Prompt:
Each time a line of the listing holds "Returns", copy that line.

═══

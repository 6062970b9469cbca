//! Integration tests for Stockroom.
//!
//! The tests drive the full router in-process with `tower::ServiceExt::oneshot`,
//! so no server or port is needed.
//!
//! # Running Tests
//!
//! ```bash
//! cargo test -p stockroom-integration-tests
//! ```

use axum::{
    Router,
    body::Body,
    http::{HeaderMap, Method, Request, StatusCode, header},
};
use stockroom_web::{config::ServerConfig, state::AppState, store::ProductStore};
use tower::ServiceExt;

/// A router over a fresh, empty store.
pub struct TestContext {
    pub store: ProductStore,
    app: Router,
}

/// A fully buffered response.
pub struct TestResponse {
    pub status: StatusCode,
    pub headers: HeaderMap,
    pub body: String,
}

impl TestResponse {
    /// Value of `name` as a string, if present and valid UTF-8.
    #[must_use]
    pub fn header(&self, name: &str) -> Option<&str> {
        self.headers.get(name).and_then(|v| v.to_str().ok())
    }
}

impl Default for TestContext {
    fn default() -> Self {
        Self::new()
    }
}

impl TestContext {
    /// Build the app around a new store.
    #[must_use]
    pub fn new() -> Self {
        let store = ProductStore::new();
        let state = AppState::new(ServerConfig::default(), store.clone());
        Self {
            store,
            app: stockroom_web::app(state),
        }
    }

    /// Send `request` through the router and buffer the response.
    ///
    /// # Panics
    ///
    /// Panics if the router fails or the body cannot be read.
    pub async fn send(&self, request: Request<Body>) -> TestResponse {
        let response = self
            .app
            .clone()
            .oneshot(request)
            .await
            .expect("router is infallible");
        let status = response.status();
        let headers = response.headers().clone();
        let bytes = axum::body::to_bytes(response.into_body(), usize::MAX)
            .await
            .expect("Failed to read response body");
        TestResponse {
            status,
            headers,
            body: String::from_utf8_lossy(&bytes).into_owned(),
        }
    }

    /// `method path` with an empty body.
    ///
    /// # Panics
    ///
    /// Panics if the request cannot be built.
    pub async fn request(&self, method: Method, path: &str) -> TestResponse {
        let request = Request::builder()
            .method(method)
            .uri(path)
            .body(Body::empty())
            .expect("Failed to build request");
        self.send(request).await
    }

    /// `GET path`.
    pub async fn get(&self, path: &str) -> TestResponse {
        self.request(Method::GET, path).await
    }

    /// `POST /submit` with a url-encoded body built from `fields`.
    ///
    /// # Panics
    ///
    /// Panics if the request cannot be built.
    pub async fn submit(&self, fields: &[(&str, &str)]) -> TestResponse {
        let body = url::form_urlencoded::Serializer::new(String::new())
            .extend_pairs(fields)
            .finish();
        let request = Request::builder()
            .method(Method::POST)
            .uri("/submit")
            .header(header::CONTENT_TYPE, "application/x-www-form-urlencoded")
            .body(Body::from(body))
            .expect("Failed to build request");
        self.send(request).await
    }
}

/// The fields of a valid submission.
#[must_use]
pub fn soap_fields() -> Vec<(&'static str, &'static str)> {
    vec![
        ("name", "Soap"),
        ("category", "higiene"),
        ("quantity", "10"),
        ("price", "12,90"),
        ("promotion", "yes"),
    ]
}
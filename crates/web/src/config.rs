//! Server configuration loaded from environment variables.
//!
//! # Environment Variables
//!
//! All variables are optional.
//!
//! - `STOCKROOM_HOST` - Bind address (default: 127.0.0.1)
//! - `STOCKROOM_PORT` - Listen port (default: 3000)
//! - `SENTRY_DSN` - Sentry error tracking DSN (Sentry stays off when unset)
//! - `SENTRY_ENVIRONMENT` - Sentry environment tag
//! - `SENTRY_SAMPLE_RATE` - Fraction of errors sent to Sentry (default: 1.0)

use std::net::{IpAddr, SocketAddr};

use thiserror::Error;

/// Configuration errors that can occur during loading.
#[derive(Debug, Error)]
pub enum ConfigError {
    #[error("Invalid environment variable {0}: {1}")]
    InvalidEnvVar(String, String),
}

/// Web server configuration.
#[derive(Debug, Clone)]
pub struct ServerConfig {
    /// IP address to bind the server to
    pub host: IpAddr,
    /// Port to listen on
    pub port: u16,
    /// Sentry DSN for error tracking
    pub sentry_dsn: Option<String>,
    /// Sentry environment (e.g. "production")
    pub sentry_environment: Option<String>,
    /// Fraction of error events sent to Sentry
    pub sentry_sample_rate: f32,
}

impl Default for ServerConfig {
    fn default() -> Self {
        Self {
            host: IpAddr::from([127, 0, 0, 1]),
            port: 3000,
            sentry_dsn: None,
            sentry_environment: None,
            sentry_sample_rate: 1.0,
        }
    }
}

impl ServerConfig {
    /// Load configuration from environment variables.
    ///
    /// Calls `dotenvy::dotenv()` to load from `.env` file if present.
    ///
    /// # Errors
    ///
    /// Returns `ConfigError` if a variable is set but cannot be parsed.
    pub fn from_env() -> Result<Self, ConfigError> {
        // Load .env file if present (ignore errors if not found)
        let _ = dotenvy::dotenv();

        let host = get_env_or_default("STOCKROOM_HOST", "127.0.0.1")
            .parse::<IpAddr>()
            .map_err(|e| ConfigError::InvalidEnvVar("STOCKROOM_HOST".to_string(), e.to_string()))?;
        let port = get_env_or_default("STOCKROOM_PORT", "3000")
            .parse::<u16>()
            .map_err(|e| ConfigError::InvalidEnvVar("STOCKROOM_PORT".to_string(), e.to_string()))?;
        let sentry_sample_rate =
            parse_sample_rate(&get_env_or_default("SENTRY_SAMPLE_RATE", "1.0"))?;

        Ok(Self {
            host,
            port,
            sentry_dsn: get_optional_env("SENTRY_DSN"),
            sentry_environment: get_optional_env("SENTRY_ENVIRONMENT"),
            sentry_sample_rate,
        })
    }

    /// Returns the socket address for binding the server.
    #[must_use]
    pub const fn socket_addr(&self) -> SocketAddr {
        SocketAddr::new(self.host, self.port)
    }
}

// =============================================================================
// Helper Functions
// =============================================================================

/// Get an optional environment variable, treating an empty value as unset.
fn get_optional_env(key: &str) -> Option<String> {
    std::env::var(key).ok().filter(|value| !value.is_empty())
}

/// Get an environment variable with a default value.
fn get_env_or_default(key: &str, default: &str) -> String {
    std::env::var(key).unwrap_or_else(|_| default.to_string())
}

/// Parse a sample rate, which must lie within `0.0..=1.0`.
fn parse_sample_rate(value: &str) -> Result<f32, ConfigError> {
    let invalid = |reason: String| ConfigError::InvalidEnvVar("SENTRY_SAMPLE_RATE".to_string(), reason);
    let rate = value.parse::<f32>().map_err(|e| invalid(e.to_string()))?;
    if !(0.0..=1.0).contains(&rate) {
        return Err(invalid(format!("must be between 0 and 1 (got {rate})")));
    }
    Ok(rate)
}
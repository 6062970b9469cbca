//! HTTP middleware stack.
//!
//! # Middleware Order (outermost first)
//!
//! 1. Sentry layers (binary only)
//! 2. `TraceLayer` with an `http_request` span
//! 3. Request ID
//! 4. Security headers, which also plants the per-request [`CspNonce`]

pub mod csp;
pub mod request_id;
pub mod security_headers;

pub use csp::CspNonce;
pub use request_id::{REQUEST_ID_HEADER, request_id_middleware};
pub use security_headers::security_headers_middleware;
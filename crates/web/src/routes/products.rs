//! Product registration route handlers.

use askama::Template;
use askama_web::WebTemplate;
use axum::{
    body::Body,
    extract::State,
    http::{HeaderMap, header},
    response::{IntoResponse, Response},
};
use futures::StreamExt;
use stockroom_core::{Category, Email, FieldErrors, Product, RawSubmission, Rejected, validate};
use tracing::instrument;

use crate::error::{AppError, Result};
use crate::filters;
use crate::middleware::CspNonce;
use crate::state::AppState;

/// Largest form body accepted by `POST /submit`, in bytes.
pub const MAX_BODY_BYTES: usize = 1_000_000;

/// Placeholder shown for optional values that were left blank.
const BLANK: &str = "-";

// =============================================================================
// View Types
// =============================================================================

/// One `<option>` in the category select.
#[derive(Clone, Debug)]
pub struct CategoryOption {
    pub value: &'static str,
    pub label: &'static str,
    pub selected: bool,
}

/// Per-field messages shown under the inputs.
#[derive(Clone, Debug, Default)]
pub struct FormErrorsView {
    pub name: Option<String>,
    pub category: Option<String>,
    pub quantity: Option<String>,
    pub price: Option<String>,
    pub expiry: Option<String>,
    pub supplier_email: Option<String>,
}

impl From<&FieldErrors> for FormErrorsView {
    fn from(errors: &FieldErrors) -> Self {
        let message = |field: &str| errors.get(field).map(ToString::to_string);
        Self {
            name: message("name"),
            category: message("category"),
            quantity: message("quantity"),
            price: message("price"),
            expiry: message("expiry"),
            supplier_email: message("supplierEmail"),
        }
    }
}

/// Values the form is pre-filled with.
#[derive(Clone, Debug)]
pub struct FormView {
    pub name: String,
    pub categories: Vec<CategoryOption>,
    pub quantity: String,
    pub price: String,
    pub expiry: String,
    pub supplier_email: String,
    pub description: String,
    pub promotion: bool,
    pub errors: FormErrorsView,
}

impl FormView {
    /// A blank form.
    #[must_use]
    pub fn empty() -> Self {
        Self::refill(&RawSubmission::default(), &FieldErrors::default())
    }

    /// The form as the user submitted it, with their errors attached.
    ///
    /// The promotion box is re-checked only for `"yes"`, the value it
    /// submits and the only value that validates to `true`.
    #[must_use]
    pub fn refill(values: &RawSubmission, errors: &FieldErrors) -> Self {
        let chosen = values.get("category");
        Self {
            name: values.get("name").to_string(),
            categories: Category::ALL
                .iter()
                .map(|category| CategoryOption {
                    value: category.as_str(),
                    label: category.label(),
                    selected: category.as_str() == chosen,
                })
                .collect(),
            quantity: values.get("quantity").to_string(),
            price: values.get("price").to_string(),
            expiry: values.get("expiry").to_string(),
            supplier_email: values.get("supplierEmail").to_string(),
            description: values.get("description").to_string(),
            promotion: values.get("promotion") == "yes",
            errors: FormErrorsView::from(errors),
        }
    }
}

/// A product formatted for display.
#[derive(Clone, Debug)]
pub struct ProductView {
    pub name: String,
    pub category: &'static str,
    pub quantity: u64,
    pub price: String,
    pub expiry: String,
    pub supplier_email: String,
    pub description: String,
    pub promotion: &'static str,
}

impl From<&Product> for ProductView {
    fn from(product: &Product) -> Self {
        let details = &product.details;
        Self {
            name: details.name.clone(),
            category: details.category.as_str(),
            quantity: details.quantity,
            price: details.price.to_string(),
            expiry: or_blank(details.expiry.as_deref()),
            supplier_email: or_blank(details.supplier_email.as_ref().map(Email::as_str)),
            description: or_blank(Some(details.description.as_str())),
            promotion: if details.promotion { "Sim" } else { "Não" },
        }
    }
}

/// A listing row: a product plus its 1-based position.
#[derive(Clone, Debug)]
pub struct ProductRow {
    pub index: usize,
    pub name: String,
    pub category: &'static str,
    pub quantity: u64,
    pub price: String,
    pub expiry: String,
    pub supplier_email: String,
    pub promotion: &'static str,
}

impl ProductRow {
    fn new(index: usize, product: &Product) -> Self {
        let view = ProductView::from(product);
        Self {
            index,
            name: view.name,
            category: view.category,
            quantity: view.quantity,
            price: view.price,
            expiry: view.expiry,
            supplier_email: view.supplier_email,
            promotion: view.promotion,
        }
    }
}

fn or_blank(value: Option<&str>) -> String {
    value
        .filter(|v| !v.is_empty())
        .unwrap_or(BLANK)
        .to_string()
}

// =============================================================================
// Templates
// =============================================================================

/// Registration form page.
#[derive(Template, WebTemplate)]
#[template(path = "products/form.html", escape = "none")]
pub struct ProductFormTemplate {
    pub nonce: String,
    pub form: FormView,
}

/// Product listing page.
#[derive(Template, WebTemplate)]
#[template(path = "products/index.html", escape = "none")]
pub struct ProductsIndexTemplate {
    pub nonce: String,
    pub total: usize,
    pub rows: Vec<ProductRow>,
}

/// Confirmation page for a stored product.
#[derive(Template, WebTemplate)]
#[template(path = "products/show.html", escape = "none")]
pub struct ProductShowTemplate {
    pub nonce: String,
    pub product: ProductView,
}

// =============================================================================
// Route Handlers
// =============================================================================

/// Display the empty registration form.
///
/// GET /
#[instrument(skip_all)]
pub async fn new_form(nonce: CspNonce) -> impl IntoResponse {
    ProductFormTemplate {
        nonce: nonce.0,
        form: FormView::empty(),
    }
}

/// Display every stored product, oldest first.
///
/// GET /products
#[instrument(skip_all)]
pub async fn index(State(state): State<AppState>, nonce: CspNonce) -> impl IntoResponse {
    let products = state.store().list_all();
    let rows: Vec<_> = products
        .iter()
        .enumerate()
        .map(|(i, product)| ProductRow::new(i + 1, product))
        .collect();

    ProductsIndexTemplate {
        nonce: nonce.0,
        total: rows.len(),
        rows,
    }
}

/// Validate a submitted form and store the product.
///
/// POST /submit
///
/// Invalid submissions re-render the form with the user's values and a
/// message per failing field (200). Bodies over [`MAX_BODY_BYTES`] get a 413.
#[instrument(skip_all)]
pub async fn submit(
    State(state): State<AppState>,
    nonce: CspNonce,
    headers: HeaderMap,
    body: Body,
) -> Result<Response> {
    if declared_length(&headers).is_some_and(|len| len > MAX_BODY_BYTES) {
        tracing::warn!(limit = MAX_BODY_BYTES, "Declared body length over limit");
        return Err(AppError::PayloadTooLarge {
            limit: MAX_BODY_BYTES,
        });
    }

    let bytes = read_capped(body, MAX_BODY_BYTES).await?;
    let raw: RawSubmission = url::form_urlencoded::parse(&bytes).collect();

    match validate(raw) {
        Ok(product) => {
            let stored = state.store().append(product);
            tracing::info!(
                name = %stored.details.name,
                category = %stored.details.category,
                total = state.store().count(),
                "Product registered"
            );
            Ok(ProductShowTemplate {
                nonce: nonce.0,
                product: ProductView::from(&stored),
            }
            .into_response())
        }
        Err(Rejected { errors, values }) => {
            tracing::debug!(invalid_fields = errors.len(), "Submission rejected");
            Ok(ProductFormTemplate {
                nonce: nonce.0,
                form: FormView::refill(&values, &errors),
            }
            .into_response())
        }
    }
}

// =============================================================================
// Body Helpers
// =============================================================================

fn declared_length(headers: &HeaderMap) -> Option<usize> {
    headers
        .get(header::CONTENT_LENGTH)
        .and_then(|v| v.to_str().ok())
        .and_then(|v| v.parse().ok())
}

/// Buffer `body`, giving up as soon as it grows past `limit` bytes.
async fn read_capped(body: Body, limit: usize) -> Result<Vec<u8>> {
    let mut stream = body.into_data_stream();
    let mut buffered = Vec::new();

    while let Some(chunk) = stream.next().await {
        let chunk = chunk.map_err(|e| AppError::BadRequest(e.to_string()))?;
        if buffered.len() + chunk.len() > limit {
            tracing::warn!(limit, "Streamed body over limit");
            return Err(AppError::PayloadTooLarge { limit });
        }
        buffered.extend_from_slice(&chunk);
    }

    Ok(buffered)
}

#[cfg(test)]
#[allow(clippy::unwrap_used)]
mod tests {
    use std::str::FromStr;

    use chrono::Utc;
    use rust_decimal::Decimal;
    use stockroom_core::{NewProduct, Price};

    use super::*;

    fn soap() -> Product {
        Product::new(
            NewProduct {
                name: "Soap".to_string(),
                category: Category::Higiene,
                quantity: 10,
                price: Price::new(Decimal::from_str("12.9").unwrap()).unwrap(),
                expiry: None,
                supplier_email: None,
                description: String::new(),
                promotion: true,
            },
            Utc::now(),
        )
    }

    fn submission(pairs: &[(&str, &str)]) -> RawSubmission {
        pairs.iter().copied().collect()
    }

    #[test]
    fn test_product_view_formats_blanks_and_flags() {
        let view = ProductView::from(&soap());
        assert_eq!(view.price, "R$ 12.90");
        assert_eq!(view.category, "higiene");
        assert_eq!(view.expiry, "-");
        assert_eq!(view.supplier_email, "-");
        assert_eq!(view.description, "-");
        assert_eq!(view.promotion, "Sim");
    }

    #[test]
    fn test_product_view_keeps_optional_values() {
        let mut product = soap();
        product.details.expiry = Some("2025-12-31".to_string());
        product.details.supplier_email = Some(Email::parse("a@b.co").unwrap());
        product.details.promotion = false;

        let view = ProductView::from(&product);
        assert_eq!(view.expiry, "2025-12-31");
        assert_eq!(view.supplier_email, "a@b.co");
        assert_eq!(view.promotion, "Não");
    }

    #[test]
    fn test_refill_selects_category_and_promotion() {
        let form = FormView::refill(
            &submission(&[("category", "limpeza"), ("promotion", "yes"), ("name", "X")]),
            &FieldErrors::default(),
        );
        let selected: Vec<_> = form
            .categories
            .iter()
            .filter(|o| o.selected)
            .map(|o| o.value)
            .collect();
        assert_eq!(selected, ["limpeza"]);
        assert!(form.promotion);
        assert_eq!(form.name, "X");
    }

    #[test]
    fn test_refill_promotion_only_for_yes() {
        for value in ["on", "true", "1", "YES"] {
            let form =
                FormView::refill(&submission(&[("promotion", value)]), &FieldErrors::default());
            assert!(!form.promotion, "{value}");
        }
    }

    #[test]
    fn test_empty_form_has_no_selection_or_errors() {
        let form = FormView::empty();
        assert_eq!(form.categories.len(), Category::ALL.len());
        assert!(form.categories.iter().all(|o| !o.selected));
        assert!(form.errors.name.is_none());
        assert!(!form.promotion);
    }

    #[test]
    fn test_rejected_submission_maps_messages() {
        let rejected = validate(submission(&[("name", "  ")])).unwrap_err();
        let errors = FormErrorsView::from(&rejected.errors);
        assert_eq!(
            errors.name.as_deref(),
            Some("O nome do produto é obrigatório.")
        );
        assert!(errors.category.is_some());
        assert!(errors.supplier_email.is_none());
    }

    #[test]
    fn test_form_render_escapes_user_values() {
        let form = FormView::refill(
            &submission(&[("name", "<script>x</script>")]),
            &FieldErrors::default(),
        );
        let html = ProductFormTemplate {
            nonce: "n".to_string(),
            form,
        }
        .render()
        .unwrap();
        assert!(html.contains("&lt;script&gt;x&lt;/script&gt;"));
        assert!(!html.contains("<script>x"));
    }

    #[test]
    fn test_index_render_is_deterministic() {
        let rows = vec![ProductRow::new(1, &soap())];
        let render = || {
            ProductsIndexTemplate {
                nonce: "n".to_string(),
                total: rows.len(),
                rows: rows.clone(),
            }
            .render()
            .unwrap()
        };
        let first = render();
        assert_eq!(first, render());
        assert!(first.contains("R$ 12.90"));
        assert!(first.contains("Sim"));
    }

    #[test]
    fn test_empty_index_shows_placeholder() {
        let html = ProductsIndexTemplate {
            nonce: "n".to_string(),
            total: 0,
            rows: Vec::new(),
        }
        .render()
        .unwrap();
        assert!(html.contains("Nenhum produto cadastrado ainda."));
        assert!(html.contains("<strong>0</strong>"));
    }

    #[tokio::test]
    async fn test_read_capped_accepts_body_at_limit() {
        let bytes = read_capped(Body::from(vec![b'a'; 16]), 16).await.unwrap();
        assert_eq!(bytes.len(), 16);
    }

    #[tokio::test]
    async fn test_read_capped_rejects_body_over_limit() {
        let err = read_capped(Body::from(vec![b'a'; 17]), 16).await.unwrap_err();
        assert!(matches!(err, AppError::PayloadTooLarge { limit: 16 }));
    }

    #[test]
    fn test_declared_length() {
        let mut headers = HeaderMap::new();
        assert_eq!(declared_length(&headers), None);
        headers.insert(header::CONTENT_LENGTH, "42".parse().unwrap());
        assert_eq!(declared_length(&headers), Some(42));
    }
}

═══

Solution to this task:
    /// Returns `ConfigError` if a variable is set but cannot be parsed.
    /// Returns the socket address for binding the server.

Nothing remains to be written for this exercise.